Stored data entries
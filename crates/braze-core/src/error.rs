//! Error types for the core engine.
//!
//! Dispatch itself has no error channel: a middleware declining is normal
//! control flow, and unexpected panics are contained and logged at the
//! dispatch boundary. The only fallible surface is the outbound API path.

use thiserror::Error;

/// Errors surfaced by outbound API calls.
#[derive(Debug, Error)]
pub enum ApiError {
    /// No bot handle is attached to the context or engine.
    #[error("no bot attached")]
    NotConnected,

    /// The adapter did not answer within its deadline.
    #[error("api call timed out")]
    Timeout,

    /// The adapter answered with a failure code.
    #[error("api returned retcode {retcode}: {message}")]
    Response { retcode: i64, message: String },

    /// The operation does not apply to the current event family.
    #[error("operation not supported here: {0}")]
    Unsupported(&'static str),

    /// Parameter or response (de)serialization failed.
    #[error("serialization failed: {0}")]
    Serialization(#[from] serde_json::Error),
}

/// Result alias for API calls.
pub type ApiResult<T> = Result<T, ApiError>;
/// Passes message events matching `pattern`, recording a [`RegexMatch`]
/// under [`KEY_REGEX`].
pub fn regex(pattern: Regex) -> Middleware {
    Middleware::check(move |ctx| {
        let event = ctx.event();
        if !event.is_message() {
            return false;
        }
        let text = event.plain_text();
        match pattern.captures(&text) {
            Some(captures) => {
                let matched = captures
                    .get(0)
                    .map(|m| m.as_str().to_string())
                    .unwrap_or_default();
                let groups: Vec<String> = captures
                    .iter()
                    .skip(1)
                    .map(|group| group.map(|m| m.as_str().to_string()).unwrap_or_default())
                    .collect();
                ctx.set(
                    KEY_REGEX,
                    RegexMatch {
                        matched,
                        captures: groups,
                    },
                );
                true
            }
            None => false,
        }
    })
}

/// Like [`command`], but parses the remainder with shell-like quoting into a
/// clap command.
///
/// On success a [`ShellCommand`] wrapping the parsed options is recorded
/// under [`KEY_SHELL_COMMAND`], next to the [`CommandMatch`]. On a parse
/// failure (including `--help`) clap's rendered message is sent back to the
/// sender and the handler declines, leaving the event to others.
#[cfg(feature = "command")]
pub fn shell_command<T>(names: &[&str]) -> Middleware
where
    T: clap::Parser + Send + Sync + 'static,
{
    let matcher = command(names);
    Middleware::new(move |ctx: Arc<Context>| {
        let matcher = matcher.clone();
        async move {
            if !matcher.call(Arc::clone(&ctx)).await {
                return false;
            }
            let Some(matched) = ctx.get::<CommandMatch>(KEY_COMMAND) else {
                return false;
            };
            let mut argv = vec![matched.name.clone()];
            argv.extend(shell_split(&matched.remainder));
            match T::try_parse_from(&argv) {
                Ok(opts) => {
                    ctx.set(KEY_SHELL_COMMAND, ShellCommand(opts));
                    true
                }
                Err(error) => {
                    let _ = ctx.reply(error.to_string()).await;
                    false
                }
            }
        }
    })
}

/// Shell-like argument splitting.
///
/// Handles space-separated arguments, single and double quoted strings, and
/// backslash escapes within double quotes.
pub fn shell_split(input: &str) -> Vec<String> {
    let mut args = Vec::new();
    let mut current = String::new();
    let mut in_single_quote = false;
    let mut in_double_quote = false;
    let mut escape_next = false;

    for ch in input.chars() {
        if escape_next {
            current.push(ch);
            escape_next = false;
            continue;
        }

        match ch {
            '\\' if in_double_quote => {
                escape_next = true;
            }
            '\'' if !in_double_quote => {
                in_single_quote = !in_single_quote;
            }
            '"' if !in_single_quote => {
                in_double_quote = !in_double_quote;
            }
            ' ' | '\t' if !in_single_quote && !in_double_quote => {
                if !current.is_empty() {
                    args.push(std::mem::take(&mut current));
                }
            }
            _ => {
                current.push(ch);
            }
        }
    }

    if !current.is_empty() {
        args.push(current);
    }

    args
}

fn owned(values: &[&str]) -> Vec<String> {
    values.iter().map(|value| value.to_string()).collect()
}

**Assigned task**
Looking at the records above, count the lines with the word "ShellCommand" in them; reply with the number only.

**Your response**
2